Texte à méditer :   Le gourmet est l'indispensable et trop rare collaborateur du cuisinier.   Béatrice Dussane

Poulet Marengo

Dans sa chanson « Poulailler Song », Alain Souchon parle de la volaille qui fait l'opinion. A défaut de faire l'opinion, le poulet agrémente bien des dîners quand il ne règle pas la circulation !!!
Le poulet a d'abord été domestiqué pour les combats de coqs plutôt que comme source de nourriture. Puis, ces combats ayant été légalement interdits au 17e siècle en Occident, on se prit de passion pour les expositions, où l'on venait montrer les spécimens d'espèces exotiques qu'on avait croisées soi-même.

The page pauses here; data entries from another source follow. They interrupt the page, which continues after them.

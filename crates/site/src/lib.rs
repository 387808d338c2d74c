mod web_app;

pub use web_app::{DesktopEntry, SiteApp};

#[cfg(all(feature = "csr", target_arch = "wasm32"))]
pub fn mount() {
    console_error_panic_hook::set_once();
    leptos::mount_to_body(|| leptos::view! { <SiteApp /> })
}
//! Viewport tracking and device classification.

use crate::model::{floor_dimension, DeviceClass, Viewport};

/// Tracks the host surface size and reports changes as classified [`Viewport`] values.
#[derive(Debug, Clone, PartialEq)]
pub struct ViewportMonitor {
    current: Viewport,
    compact_breakpoint: f64,
}

impl ViewportMonitor {
    pub fn new(width: f64, height: f64, top_bar_height: f64, compact_breakpoint: f64) -> Self {
        let width = floor_dimension(width);
        let height = floor_dimension(height);
        let current = Viewport {
            width,
            height,
            device_class: classify(width, compact_breakpoint),
            top_bar_height,
        };
        Self {
            current,
            compact_breakpoint,
        }
    }

    pub fn current(&self) -> Viewport {
        self.current
    }

    /// Records a host resize. Returns the new viewport only when something changed.
    ///
    /// Non-finite or sub-pixel dimensions are floored to one pixel.
    pub fn observe(&mut self, width: f64, height: f64) -> Option<Viewport> {
        let width = floor_dimension(width);
        let height = floor_dimension(height);
        let next = Viewport {
            width,
            height,
            device_class: classify(width, self.compact_breakpoint),
            top_bar_height: self.current.top_bar_height,
        };
        if next == self.current {
            return None;
        }
        tracing::trace!(
            width,
            height,
            device_class = next.device_class.token(),
            "viewport changed"
        );
        self.current = next;
        Some(next)
    }

    /// Adopts a viewport applied from outside the monitor, so later host sizes compare against it.
    pub fn set(&mut self, viewport: Viewport) {
        self.current = viewport;
    }
}

/// Viewports narrower than `compact_breakpoint` are compact.
pub fn classify(width: f64, compact_breakpoint: f64) -> DeviceClass {
    if width < compact_breakpoint {
        DeviceClass::Compact
    } else {
        DeviceClass::Regular
    }
}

D'où la prolifération de variétés qui s'en suivit.
Il faudra attendre le 19e siècle pour voir se mettre en place la production en série, et les années 1920 pour que s'établissent les poulaillers-usines. A cette époque, on n'élevait pas encore les poules spécifiquement pour leur chair, mais bien pour leurs oeufs. Lorsqu'elles n'étaient plus assez productives, on les abattait pour vendre leur chair.
Toutefois, dès les années 1950, les élevages de poulets destinés au marché de la viande dépasseront largement en nombre ceux des poules pondeuses. À la fin du 20e siècle, il se consommait en Occident plus de chair de poulet que de celle de tout autre animal.

  

Toujours cette cruelle incertitude quant à son origine ! La préparation du poulet ou du veau qui comporte huile, oignons, ail, tomates fut-elle inventée sur le champ de bataille où s'illustra le Premier Consul ou bien fut-elle baptisée 'Marengo' par un restaurateur parisien opportuniste et publicitaire ?
Dans le 1er cas, on raconte que le cuisinier Dunan, utilisant les ressources de la campagne d'Italie si l'on peut dire, servit le 'poulet Marengo' accompagné d'écrevisses et d'oeufs frits. Dans le 2ème cas, les écrevisses sont absentes. 3ème hypothèse : perfidement, Talleyrand aurait prétendu que, pour remporter la victoire de Marengo, Bonaparte dut sacrifier in extremis son ami Desaix – tout comme pour réussir la recette –, il faut sacrifier in extremis la tomate.
A vous de choisir. Personnellement, je crois plus à l'opportunisme du restaurateur...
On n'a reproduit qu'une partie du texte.